E probabilmente, in quel momento, nessuno di loro lo sa.
Ci sono ancora quelle vecchie case, le botteghe minuscole, i profumi semplici della vita, i caruggi sempre veduti e vissuti.

Come ogni giorno.
Come in ogni attimo di certe vite trascorse all’ombra delle torri di Porta Soprana.

La fierezza di Maria

Una donna, la sua storia: conosco davvero alcune cose su di lei e allora oggi è proprio il giorno giusto per narrarvi dei suoi tempi.
Il suo nome è il più semplice e diffuso, lei si chiama Maria.
E ha questa fierezza, nell’instante in cui qualcuno le scatta la fotografia memorabile.
Quanta vita vede ogni giorno Maria!
Le capita in sorte di essere donna in certi tempi difficili, è 1917 e il suo cammino si incrocia inesorabile con quello di molti suoi concittadini: alcuni hanno molti pensieri e preoccupazioni, forse Maria ha anche parole gentili per certe madri che cercano conforto.
Sono giorni complicati, i mariti e i figli sono lontani, si attendono con trepidazione le notizie dal fronte e si resta come sospesi in un’angosciosa attesa, in un silenzio terribile che si spera di colmare con un ritrovato abbraccio.
Aspettando il tempo futuro che sarà più luminoso anche per la nostra Maria.

Lei ha un compito importante, è lei stessa a scriverne sul retro di questa immagine che venne spedita da Sampierdarena, è datata 29 Febbraio 1917 e destinata a Ettore, una persona a lei cara.
Riporto qui alcune righe che Maria scrisse di suo pugno:

Ricambio i tuoi saluti da me e famiglia, ti mando questa mia fotografia perché vedi cosa faccio: sono bigliettaria del tram elettrico.
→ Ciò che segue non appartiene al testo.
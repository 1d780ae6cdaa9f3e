//! Error types for the coordination layer.

use std::time::Duration;
use thiserror::Error;
use world_engine::WorldError;

use crate::config::ConfigError;
use crate::policy::DenyReason;

/// Errors returned by mesh operations.
///
/// The first three kinds are synchronous rejections (nothing happened); the
/// rest describe work that was attempted.
#[derive(Debug, Clone, PartialEq, Error)]
pub enum MeshError {
    /// Malformed request or unknown enum value. Rejected before any side effect.
    #[error("validation failed: {0}")]
    Validation(String),

    /// Unknown node, job, or entity ID.
    #[error("{kind} not found: {id}")]
    NotFound { kind: &'static str, id: String },

    /// The policy gate refused the request.
    #[error("policy denied: {0}")]
    PolicyDenied(DenyReason),

    /// The network client is disconnected; dependents fail fast.
    #[error("not connected: {0}")]
    Connectivity(String),

    /// A remote dispatch exceeded its deadline.
    #[error("execution timed out after {0:?}")]
    ExecutionTimeout(Duration),

    /// A remote dispatch reached the node and failed there.
    #[error("execution failed: {0}")]
    Execution(String),

    #[error(transparent)]
    World(WorldError),

    /// Configuration could not be loaded or is inconsistent.
    #[error("configuration error: {0}")]
    Config(String),
}

impl MeshError {
    pub fn not_found(kind: &'static str, id: impl ToString) -> Self {
        MeshError::NotFound {
            kind,
            id: id.to_string(),
        }
    }

    /// Whether retrying the same request later could succeed.
    pub fn is_retryable(&self) -> bool {
        matches!(
            self,
            MeshError::Connectivity(_) | MeshError::ExecutionTimeout(_) | MeshError::Execution(_)
        )
    }
}

impl From<WorldError> for MeshError {
    fn from(e: WorldError) -> Self {
        match e {
            WorldError::EntityNotFound(id) => MeshError::not_found("entity", id),
            WorldError::ComponentNotFound {
                entity_id,
                component_type,
            } => MeshError::not_found("component", format!("{entity_id}/{component_type}")),
            WorldError::Invalid(msg) => MeshError::Validation(msg),
            other => MeshError::World(other),
        }
    }
}

impl From<ConfigError> for MeshError {
    fn from(e: ConfigError) -> Self {
        MeshError::Config(e.to_string())
    }
}

pub type Result<T, E = MeshError> = std::result::Result<T, E>;

#[cfg(test)]
mod tests {
    use super::*;
    use world_engine::{ComponentType, EntityId};

    #[test]
    fn test_world_not_found_maps_to_not_found() {
        let id = EntityId::new();
        let err: MeshError = WorldError::EntityNotFound(id).into();
        assert_eq!(err, MeshError::not_found("entity", id));

        let err: MeshError = WorldError::ComponentNotFound {
            entity_id: id,
            component_type: ComponentType::new("health"),
        }
        .into();
        assert!(matches!(err, MeshError::NotFound { kind: "component", .. }));
    }

    #[test]
    fn test_world_invalid_maps_to_validation() {
        let err: MeshError = WorldError::Invalid("empty entity type".into()).into();
        assert_eq!(err, MeshError::Validation("empty entity type".into()));
    }

    #[test]
    fn test_retryable_kinds() {
        assert!(MeshError::Connectivity("down".into()).is_retryable());
        assert!(MeshError::ExecutionTimeout(Duration::from_secs(1)).is_retryable());
        assert!(!MeshError::Validation("bad".into()).is_retryable());
        assert!(!MeshError::not_found("job", "x").is_retryable());
    }
}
In quel periodo, nel tempo della I Guerra Mondiale, gli uomini partono per la guerra e così la Società U.I.T.E. (Unione Italiana Tram Elettrici) resta sguarnita del suo personale, i posti vacanti sono numerosi.
Pertanto, per supplire alle carenze di organico, vengono assunte le donne.
Ho trovato alcune notizie in merito in un mio libro dal titolo Trasporto Pubblico a Genova fra cronaca e storia di Elisabetta Capelli, Franco Gimelli e Mauro Pedemonte edito da De Ferrari Editore nel 1991.
In particolare si specifica che venne data la precedenza alle mogli o parenti dei tranvieri richiamati a combattere, queste lavoratrici seppero compiere al meglio il loro dovere e furono stimate e apprezzate dalla cittadinanza.
A guerra finita, tuttavia, gli uomini tornarono ai loro posti e le donne non vennero confermate, a questo seguirono proteste per l’ingiusta disparità di trattamento.
Tra queste bigliettarie, in quel tempo diverso, c’era anche Maria.
E quanta vita vedeva ogni giorno, quante storie saranno rimaste impresse nella sua memoria.
Al lavoro puntuale, con la sua tracolla e con gli attrezzi del mestiere, nella mano stringe la pinza obliteratrice.
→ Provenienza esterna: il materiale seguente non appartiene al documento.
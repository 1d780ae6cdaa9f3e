//! Node registry and heartbeat-based health mesh.
//!
//! Nodes register with a descriptor and keep themselves alive with
//! heartbeats. A periodic sweep walks the health state machine:
//!
//! ```text
//! Active --1 missed window--> Degraded --N missed--> Unreachable --grace--> Reaped
//!    ^                           |                        |
//!    +-------- heartbeat --------+------------------------+
//! ```
//!
//! Reaped nodes are removed; a later registration with the same identity
//! gets a fresh node ID.

mod health;
mod node;

pub use health::*;
pub use node::*;

use std::sync::{Arc, RwLock};
use std::time::Duration;
use tokio::sync::watch;
use tokio::time::MissedTickBehavior;
use tracing::{debug, info, warn};
use world_engine::{SharedClock, Timestamp};

use crate::config::RegistryConfig;
use crate::error::{MeshError, Result};
use crate::events::{EventBus, MeshEvent};
use crate::shard::ShardedMap;

/// Heartbeats older than this many intervals exclude a node from discovery.
const DISCOVERY_WINDOWS: u32 = 3;

/// Outcome of one sweep.
#[derive(Debug, Clone, Copy, Default, PartialEq, Eq)]
pub struct SweepReport {
    pub degraded: usize,
    pub unreachable: usize,
    pub reaped: usize,
}

/// Directory of service instances and their liveness.
pub struct NodeRegistry {
    nodes: ShardedMap<NodeId, Node>,
    identities: ShardedMap<(String, String), NodeId>,
    health: RwLock<MeshHealth>,
    config: RegistryConfig,
    clock: SharedClock,
    events: EventBus,
}

impl NodeRegistry {
    pub fn new(config: RegistryConfig, clock: SharedClock, events: EventBus) -> Self {
        Self {
            nodes: ShardedMap::default(),
            identities: ShardedMap::default(),
            health: RwLock::new(MeshHealth::default()),
            config,
            clock,
            events,
        }
    }

    pub fn config(&self) -> &RegistryConfig {
        &self.config
    }

    /// Maximum heartbeat age for a node to be discoverable.
    pub fn discovery_window(&self) -> Duration {
        self.config.heartbeat_interval() * DISCOVERY_WINDOWS
    }

    /// Register a node, or refresh the existing one with the same
    /// `(service_type, endpoint)` identity.
    pub fn register(&self, descriptor: NodeDescriptor) -> Result<NodeId> {
        descriptor.validate()?;
        let now = self.clock.now();
        let service_type = descriptor.service_type.clone();

        let (id, created) = self.identities.update(descriptor.identity(), |slot| {
            let id = *slot.get_or_insert_with(NodeId::new);
            let created = self.nodes.update(id, |node| match node {
                Some(existing) => {
                    existing.refresh(descriptor, now);
                    false
                }
                None => {
                    *node = Some(Node::register(id, descriptor, now));
                    true
                }
            });
            (id, created)
        });

        if created {
            info!(node_id = %id, service_type = %service_type, "node registered");
            self.events.publish(MeshEvent::NodeRegistered {
                node_id: id,
                service_type,
            });
        } else {
            debug!(node_id = %id, "node re-registered, metadata refreshed");
        }
        self.recompute_health();
        Ok(id)
    }

    /// Record a heartbeat and return the node's resulting status.
    pub fn heartbeat(&self, id: NodeId, heartbeat: Heartbeat) -> Result<NodeStatus> {
        let now = self.clock.now();
        let (from, to) = self
            .nodes
            .modify(&id, |node| {
                let from = node.status;
                node.record_heartbeat(heartbeat, now);
                (from, node.status)
            })
            .ok_or_else(|| MeshError::not_found("node", id))?;

        if from != to {
            self.status_changed(id, from, to);
        }
        self.recompute_health();
        Ok(to)
    }

    /// Active nodes with a recent heartbeat matching `filter`, oldest
    /// registration first.
    pub fn discover(&self, filter: &NodeFilter) -> Vec<Node> {
        let now = self.clock.now();
        let window = self.discovery_window();
        let mut nodes: Vec<Node> = self
            .nodes
            .values()
            .into_iter()
            .filter(|n| n.status == NodeStatus::Active)
            .filter(|n| !n.is_stale(now, window))
            .filter(|n| filter.matches(n))
            .collect();
        nodes.sort_by_key(|n| (n.registered_at, n.id));
        nodes
    }

    pub fn get(&self, id: NodeId) -> Result<Node> {
        self.nodes
            .get(&id)
            .ok_or_else(|| MeshError::not_found("node", id))
    }

    /// Every registered node regardless of status.
    pub fn list(&self) -> Vec<Node> {
        let mut nodes = self.nodes.values();
        nodes.sort_by_key(|n| (n.registered_at, n.id));
        nodes
    }

    pub fn len(&self) -> usize {
        self.nodes.len()
    }

    pub fn is_empty(&self) -> bool {
        self.nodes.is_empty()
    }

    /// Remove a node voluntarily.
    pub fn deregister(&self, id: NodeId) -> Result<Node> {
        let node = self.get(id)?;
        let removed = self.identities.update(
            (node.service_type.clone(), node.endpoint.clone()),
            |slot| {
                if *slot == Some(id) {
                    *slot = None;
                }
                self.nodes.remove(&id)
            },
        );
        let node = removed.ok_or_else(|| MeshError::not_found("node", id))?;
        info!(node_id = %id, "node deregistered");
        self.recompute_health();
        Ok(node)
    }

    /// Walk every node through the health state machine.
    pub fn sweep(&self) -> SweepReport {
        let now = self.clock.now();
        let mut report = SweepReport::default();
        let mut doomed = Vec::new();

        for id in self.nodes.values().into_iter().map(|n| n.id) {
            let Some((from, to, reap)) = self.nodes.modify(&id, |node| self.evaluate(node, now))
            else {
                continue;
            };
            if from != to {
                match to {
                    NodeStatus::Degraded => report.degraded += 1,
                    NodeStatus::Unreachable => report.unreachable += 1,
                    _ => {}
                }
                self.status_changed(id, from, to);
            }
            if reap {
                doomed.push(id);
            }
        }

        for id in doomed {
            if self.reap(id, now) {
                report.reaped += 1;
            }
        }

        self.recompute_health();
        if report != SweepReport::default() {
            debug!(
                degraded = report.degraded,
                unreachable = report.unreachable,
                reaped = report.reaped,
                "registry sweep"
            );
        }
        report
    }

    /// Current aggregate health. Read-only; recomputed on every mutation.
    pub fn health(&self) -> MeshHealth {
        self.health
            .read()
            .unwrap_or_else(|poisoned| poisoned.into_inner())
            .clone()
    }

    /// Sweep on a fixed interval until shutdown.
    pub async fn run_sweeper(self: Arc<Self>, mut shutdown: watch::Receiver<bool>) {
        let mut interval = tokio::time::interval(self.config.sweep_interval());
        interval.set_missed_tick_behavior(MissedTickBehavior::Delay);
        info!(
            sweep_interval_ms = self.config.sweep_interval_ms,
            "registry sweeper started"
        );

        loop {
            tokio::select! {
                changed = shutdown.changed() => {
                    if changed.is_err() || *shutdown.borrow() {
                        break;
                    }
                }
                _ = interval.tick() => {
                    self.sweep();
                }
            }
        }
        info!("registry sweeper stopped");
    }

    /// Returns `(from, to, reap)` after applying the silence rules to `node`.
    fn evaluate(&self, node: &mut Node, now: Timestamp) -> (NodeStatus, NodeStatus, bool) {
        let from = node.status;
        let interval = self.config.heartbeat_interval().as_millis().max(1);
        let silent = now.saturating_since(node.last_heartbeat).as_millis();
        let missed = u32::try_from(silent / interval).unwrap_or(u32::MAX);

        if missed >= self.config.unreachable_after_missed {
            match node.unreachable_since {
                None => {
                    node.status = NodeStatus::Unreachable;
                    node.unreachable_since = Some(now);
                }
                Some(since) => {
                    node.status = NodeStatus::Unreachable;
                    if now.saturating_since(since) >= self.config.reap_grace() {
                        return (from, node.status, true);
                    }
                }
            }
        } else if missed >= 1 && node.status == NodeStatus::Active {
            node.status = NodeStatus::Degraded;
        }
        (from, node.status, false)
    }

    /// Remove a node that is still past its grace period. A heartbeat that
    /// raced in between evaluation and removal keeps it alive.
    fn reap(&self, id: NodeId, now: Timestamp) -> bool {
        let Some(node) = self.nodes.get(&id) else {
            return false;
        };
        let grace = self.config.reap_grace();
        let removed = self.identities.update(
            (node.service_type.clone(), node.endpoint.clone()),
            |slot| {
                let removed = self.nodes.update(id, |entry| {
                    let expired = entry.as_ref().is_some_and(|n| {
                        n.status == NodeStatus::Unreachable
                            && n.unreachable_since
                                .is_some_and(|since| now.saturating_since(since) >= grace)
                    });
                    if expired {
                        entry.take()
                    } else {
                        None
                    }
                });
                if removed.is_some() && *slot == Some(id) {
                    *slot = None;
                }
                removed
            },
        );

        match removed {
            Some(_) => {
                warn!(node_id = %id, "node reaped after prolonged silence");
                self.status_changed(id, NodeStatus::Unreachable, NodeStatus::Reaped);
                self.events.publish(MeshEvent::NodeReaped { node_id: id });
                true
            }
            None => false,
        }
    }

    fn status_changed(&self, id: NodeId, from: NodeStatus, to: NodeStatus) {
        match to {
            NodeStatus::Active => info!(node_id = %id, %from, "node recovered"),
            _ => warn!(node_id = %id, %from, %to, "node status changed"),
        }
        self.events
            .publish(MeshEvent::NodeStatusChanged { node_id: id, from, to });
    }

    fn recompute_health(&self) {
        let health = MeshHealth::compute(&self.nodes.values());
        *self
            .health
            .write()
            .unwrap_or_else(|poisoned| poisoned.into_inner()) = health;
    }
}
Maria la bigliettaria doveva essere molto orgogliosa di se stessa, lo si vede dal suo sguardo e dal suo portamento.
Ritta con la sua divisa grigia, i capelli raccolti sotto la cuffia, seria come si conviene.
E sarà un caso ma ho trovato questa fotografia giusto pochi giorni fa e ho così romanticamente pensato che  fosse giusto ricordare Maria proprio nel giorno dedicato ai diritti delle donne.
Lei che fu una giovane lavoratrice all’avanguardia, lei che vide tutta quella vita, sui tram elettrici che attraversavano le strade di Genova.
Con questa tua fierezza, in ricordo di te e del tuo valore, cara Maria.